## Dataset entries
#[cfg(test)]
mod tests {
    use super::*;

    #[test]
    fn video_player_always_wins_the_ladder() {
        assert_eq!(
            select_foreground(true, true, true, true, true),
            Foreground::VideoPlayer
        );
    }

    #[test]
    fn image_viewer_wins_over_everything_but_video() {
        assert_eq!(
            select_foreground(false, true, true, true, true),
            Foreground::ImageViewer
        );
    }

    #[test]
    fn music_only_wins_when_both_playing_and_foreground() {
        assert_eq!(
            select_foreground(false, false, false, true, true),
            Foreground::Calculator
        );
        assert_eq!(
            select_foreground(false, false, true, true, true),
            Foreground::MusicPlayer
        );
    }

    #[test]
    fn falls_through_to_menu_when_nothing_is_active() {
        assert_eq!(
            select_foreground(false, false, false, false, false),
            Foreground::Menu
        );
    }

    #[test]
    fn file_manager_loses_to_calculator() {
        assert_eq!(
            select_foreground(false, false, false, true, true),
            Foreground::Calculator
        );
        assert_eq!(
            select_foreground(false, false, false, false, true),
            Foreground::FileManager
        );
    }
}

## ACTION ITEM
Tell how many lines in the entries above include the string "false", and write nothing but the number.

## EXPECTED OUTPUT
6